Para agravar ainda mais as coisas, a situação não é muito diferente na instituição responsável pelo controle externo das polícias - o Ministério Público (MP). O procurador Mário Bonsaglia, membro do Conselho Nacional do Ministério Público (CNMP), admite que "há falhas e o papel do MP tem de ser aprimorado". Quanto à letalidade da polícia, observa que ela não é questionada pela sociedade e, "se não há questionamento, há acomodação". No CNMP, acrescenta, esse tema tem merecido atenção, "mas não há ainda uma política sobre a questão".
Apesar das sérias deficiências desses mecanismos de controle, alguns avanços importantes no combate aos altos índices da letalidade policial vêm sendo registrados, notadamente em São Paulo e no Rio de Janeiro. O número de civis mortos em confronto com a polícia caiu em São Paulo nada menos do que 64% num curto espaço de tempo - entre janeiro e maio deste ano em comparação com igual período de 2012. No Rio, num período mais longo - de 2007 a 2012 - a queda foi de 69%. De 1.330 para 415, em números absolutos.
Em São Paulo isso se deveu principalmente a duas medidas adotadas em janeiro, sendo uma delas a que estabeleceu novas normas para a preservação do local das ocorrências, a fim de evitar que maus policiais alterem a cena do crime para fugir de suas responsabilidades nos fatos. Outra mudou a nomenclatura para classificar o que ocorre nos confrontos - não se fala mais de auto de resistência, que é um prejulgamento que favorece maus policiais, mas de morte em decorrência de intervenção policial, uma fórmula neutra.
Esses dois exemplos demonstram que muito pode ser feito para melhorar a polícia, quando para isso há firme determinação das autoridades.

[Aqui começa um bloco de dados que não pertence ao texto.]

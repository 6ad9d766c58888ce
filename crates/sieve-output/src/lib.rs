#![doc = include_str!("../README.md")]
#![doc(issue_tracker_base_url = "https://github.com/factordynamics/sieve/issues/")]
#![cfg_attr(docsrs, feature(doc_cfg, doc_auto_cfg))]
#![warn(missing_docs)]
#![forbid(unsafe_code)]

pub mod export;
pub mod frame;
pub mod report;

pub use export::{
    ExportError, ExportFormat, Exporter, MetricsExport, PERFORMANCE_HEADER, PerformanceExport,
    PerformanceRow, WEIGHTS_HEADER, WeightRow, WeightsExport,
};
pub use frame::{allocations_frame, performance_frame, prices_frame};
pub use report::{OptimizationSummary, Report, ReportBuilder, ReportError};

/// Library version
pub const VERSION: &str = env!("CARGO_PKG_VERSION");

#[cfg(test)]
mod tests {
    use super::*;

    #[test]
    fn test_version() {
        assert!(!VERSION.is_empty());
    }
}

COMENTÁRIO DO BENGOCHEA - Novamente medidas são propostas enxergando as forças policiais fora de um sistema de justiça criminal. Portanto, estas sugestões são isoladas, pontuais e insuficientes para coibir e reduzir o problema. O certo é que no Brasil, as forças policiais, o setor prisional, o judiciário, o MP e a defensoria não trabalham em conjunto, se ligam de forma burocrática, desconfiam um dos outros, fomentam atritos corporativos, produzem processos lentos e agem sem comprometimento com objetivos comuns a todos na questão de prover segurança, bem-estar, paz social e ordem pública à população. Nos EUA, o controle da polícia passa pelos setor de assuntos internos onde a promotoria tem acesso livre para fiscalizar, sugerir medidas e denunciar maus policiais que são investigados, processados, julgados e absolvidos ou condenados por um sistema integrado, ágil, diligente e coativo.